Viggo Mortensen stars in Captain Fantastic
Brainy and brawny—a rare combination of qualities among leading men in Hollywood that hasn’t strongly applied since Roberts Ryan and Mitchum—personifies Viggo Mortensen and sets him apart from just about everybody else on the contemporary screen. He displays plenty of both, not to mention a mesmerizing talent, in Captain Fantastic. Despite a frustrating fizzle of a finale, it’s a movie that enthralls the senses and engages the mind for two hours, proving no movie is too long when you’re having fun.

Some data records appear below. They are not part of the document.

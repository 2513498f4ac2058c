//! Stateless helper utilities used by the layout engine and surfaces.

use crate::conf::{
    N_LEN_EXCEL_SHEET_NAME_MAX, N_NCOLS_EXCEL_MAX, N_NROWS_EXCEL_MAX, N_WIDTH_CELL_PADDING,
    N_WIDTH_CELL_SCALE, TUP_EXCEL_ILLEGAL,
};
use crate::spec::{EnumCellValue, XlsxWriteError};

////////////////////////////////////////////////////////////////////////////////
// #region CellValueRendering

/// Render a cell value as display text.
///
/// Integral floats keep a trailing `.0` and booleans render as `True`/`False`,
/// matching the text the case exports have always shown.
pub fn render_cell_text(value: &EnumCellValue) -> String {
    match value {
        EnumCellValue::None => String::new(),
        EnumCellValue::String(s) => s.clone(),
        EnumCellValue::Integer(n) => n.to_string(),
        EnumCellValue::Number(n) => render_float_text(*n),
        EnumCellValue::Boolean(b) => if *b { "True" } else { "False" }.to_string(),
    }
}

fn render_float_text(x: f64) -> String {
    if x.is_nan() {
        return "nan".to_string();
    }
    if x.is_infinite() {
        return if x.is_sign_positive() { "inf" } else { "-inf" }.to_string();
    }
    if x.fract() == 0.0 && x.abs() < 1e16 {
        return format!("{x:.1}");
    }
    x.to_string()
}

/// Format integers and floats with `,` thousand separators; other values pass through.
pub fn format_with_thousand_separator(value: &EnumCellValue) -> EnumCellValue {
    let c_text = match value {
        EnumCellValue::Integer(n) => n.to_string(),
        EnumCellValue::Number(n) if n.is_finite() => render_float_text(*n),
        _ => return value.clone(),
    };
    if c_text.contains('e') {
        return EnumCellValue::String(c_text);
    }

    let (c_sign, c_unsigned) = match c_text.strip_prefix('-') {
        Some(rest) => ("-", rest),
        None => ("", c_text.as_str()),
    };
    let (c_int, c_frac) = match c_unsigned.split_once('.') {
        Some((int_part, frac_part)) => (int_part, Some(frac_part)),
        None => (c_unsigned, None),
    };

    let mut c_grouped = String::with_capacity(c_int.len() + c_int.len() / 3);
    for (n_idx, chr) in c_int.chars().enumerate() {
        if n_idx > 0 && (c_int.len() - n_idx) % 3 == 0 {
            c_grouped.push(',');
        }
        c_grouped.push(chr);
    }

    EnumCellValue::String(match c_frac {
        Some(frac) => format!("{c_sign}{c_grouped}.{frac}"),
        None => format!("{c_sign}{c_grouped}"),
    })
}

// #endregion
////////////////////////////////////////////////////////////////////////////////
// #region ColumnWidth

/// Rendered length of one cell for column autofit.
///
/// Blank, empty, zero and false values count as zero length.
pub fn estimate_width_len(value: &EnumCellValue) -> usize {
    if value.is_falsy() {
        return 0;
    }
    render_cell_text(value).chars().count()
}

/// Column width for a column whose longest rendered value has `n_len_max` chars.
pub fn calculate_column_width(n_len_max: usize) -> f64 {
    (n_len_max + N_WIDTH_CELL_PADDING) as f64 * N_WIDTH_CELL_SCALE
}

// #endregion
////////////////////////////////////////////////////////////////////////////////
// #region Coordinates

/// Convert a 1-based row into the backend's 0-based row number.
pub fn cast_row_num(row: usize) -> Result<u32, XlsxWriteError> {
    if row == 0 || row > N_NROWS_EXCEL_MAX {
        return Err(XlsxWriteError::RowOutOfRange(row));
    }
    u32::try_from(row - 1).map_err(|_| XlsxWriteError::RowOutOfRange(row))
}

/// Convert a 1-based column into the backend's 0-based column number.
pub fn cast_col_num(col: usize) -> Result<u16, XlsxWriteError> {
    if col == 0 || col > N_NCOLS_EXCEL_MAX {
        return Err(XlsxWriteError::ColumnOutOfRange(col));
    }
    u16::try_from(col - 1).map_err(|_| XlsxWriteError::ColumnOutOfRange(col))
}

// #endregion
////////////////////////////////////////////////////////////////////////////////
// #region SheetNormalization

/// Replace invalid chars and trim to valid Excel sheet name.
pub fn sanitize_sheet_name(name: &str, replace_to: &str) -> String {
    let mut c_name = name.to_string();
    for c_illegal in TUP_EXCEL_ILLEGAL {
        c_name = c_name.replace(c_illegal, replace_to);
    }
    c_name = c_name.trim().to_string();
    if c_name.is_empty() {
        c_name = "Sheet".to_string();
    }

    c_name.chars().take(N_LEN_EXCEL_SHEET_NAME_MAX).collect()
}

// #endregion
////////////////////////////////////////////////////////////////////////////////

#[cfg(test)]
mod tests {
    use super::*;

    #[test]
    fn test_render_cell_text_keeps_float_suffix() {
        assert_eq!(render_cell_text(&EnumCellValue::Number(1000.0)), "1000.0");
        assert_eq!(render_cell_text(&EnumCellValue::Number(12.5)), "12.5");
        assert_eq!(render_cell_text(&EnumCellValue::Integer(-42)), "-42");
        assert_eq!(render_cell_text(&EnumCellValue::Boolean(true)), "True");
        assert_eq!(render_cell_text(&EnumCellValue::None), "");
    }

    #[test]
    fn test_format_with_thousand_separator() {
        assert_eq!(
            format_with_thousand_separator(&EnumCellValue::Integer(1_000_000)),
            EnumCellValue::from("1,000,000")
        );
        assert_eq!(
            format_with_thousand_separator(&EnumCellValue::Number(1234.56)),
            EnumCellValue::from("1,234.56")
        );
        assert_eq!(
            format_with_thousand_separator(&EnumCellValue::Number(-25000.0)),
            EnumCellValue::from("-25,000.0")
        );
        assert_eq!(
            format_with_thousand_separator(&EnumCellValue::Integer(999)),
            EnumCellValue::from("999")
        );
        assert_eq!(
            format_with_thousand_separator(&EnumCellValue::from("test")),
            EnumCellValue::from("test")
        );
        assert_eq!(
            format_with_thousand_separator(&EnumCellValue::None),
            EnumCellValue::None
        );
    }

    #[test]
    fn test_estimate_width_len_skips_falsy_values() {
        assert_eq!(estimate_width_len(&EnumCellValue::Integer(0)), 0);
        assert_eq!(estimate_width_len(&EnumCellValue::Number(0.0)), 0);
        assert_eq!(estimate_width_len(&EnumCellValue::Boolean(false)), 0);
        assert_eq!(estimate_width_len(&EnumCellValue::from("")), 0);
        assert_eq!(estimate_width_len(&EnumCellValue::Integer(2025)), 4);
        assert_eq!(estimate_width_len(&EnumCellValue::Number(7.0)), 3);
        assert_eq!(estimate_width_len(&EnumCellValue::from("Colombo Südost")), 14);
    }

    #[test]
    fn test_calculate_column_width() {
        for (n_len, n_expected) in [(0, 2.4), (1, 3.6), (10, 14.4), (100, 122.4)] {
            let n_width = calculate_column_width(n_len);
            assert!(
                (n_width - n_expected).abs() < 1e-9,
                "len={n_len} width={n_width}"
            );
        }
    }

    #[test]
    fn test_cast_coordinates_are_one_based() {
        assert_eq!(cast_row_num(1).unwrap(), 0);
        assert_eq!(cast_col_num(3).unwrap(), 2);
        assert!(matches!(
            cast_row_num(0),
            Err(XlsxWriteError::RowOutOfRange(0))
        ));
        assert!(matches!(
            cast_col_num(N_NCOLS_EXCEL_MAX + 1),
            Err(XlsxWriteError::ColumnOutOfRange(_))
        ));
    }

    #[test]
    fn test_sanitize_sheet_name() {
        assert_eq!(sanitize_sheet_name("Case/Details", "_"), "Case_Details");
        assert_eq!(sanitize_sheet_name("   ", "_"), "Sheet");
        assert_eq!(
            sanitize_sheet_name(&"x".repeat(40), "_").len(),
            N_LEN_EXCEL_SHEET_NAME_MAX
        );
    }
}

CAPTAIN FANTASTIC ★★★1/2 Written and directed by: Matt Ross |
Far from the idiotic action-hero escapism the title implies, Captain Fantastic is about a super-dad named Ben Cash, a rugged mountain man who educates and raises his six children under the spacious skies and spreading evergreens of a great American wilderness in the Pacific Northwest, far from the toxic conventions of organized society. They read Dostoevsky instead of Harry Potter, and listen to Bach instead of rock, but they also grow their own vegetables, bathe in cold streams, eat the raw heart of a deer to prove manhood and hunt for fish and game with a bow and arrow (and sometimes with their bare hands) instead of prying open a beer can and nuking a TV dinner in the microwave. At night around the campfire they study quantum physics, play their own musical instruments and discuss Middlemarch and The Brothers Karamazov. And eschewing everything commercial, they celebrate Noam Chomsky Day instead of Christmas. It has all paid off. Eldest son Bodevan (a fine performance by England’s George Mackay) is so brilliant he’s been accepted for college by mail without entrance exams. But a gripping family drama propelled by unconventional parenting takes an abrupt left turn when Mom commits suicide after a forced hospitalization and at the insistence of his kids, Ben reluctantly travels back to civilization to attend her funeral. The clash is instantaneous when the Cash family’s pure but primitive values collide head on with capitalism.
The shock of television, the extravagant variety of products for sale in grocery stores and the awesome serving of cooked food they didn’t kill themselves opens new windows for the Cash family and Ben is forced to re-evaluate his priorities to improve their lives. His kids can set bones and treat burns, but when they see how their relatives live, they begin to question their alternative lifestyle and visualize other opportunities they didn’t know about before, and Bodevan’s introduction to love with a member of the opposite sex makes the challenge of assimilation a no-brainer. Their grandfather (Frank Langella) wants them to go to a proper school to prepare for the real world and files to take custody of his grandchildren, causing a serious threat to the Cash family’s paradise when they realize there’s more to life than you learn from books.
The final 15 minutes are both unconvincing and too unsettling to justify all that came before. But two hours of thought-provoking filmmaking are superior to what you get most of the time these days, and the writing and direction, both by Matt Ross, are honestly, superbly realized. Above all, Viggo Mortensen overcomes every intrusion of doubt with a performance that is informed, inspired, ideological and overwhelming. He’s so sensational that he makes the film’s title come true with no strings attached.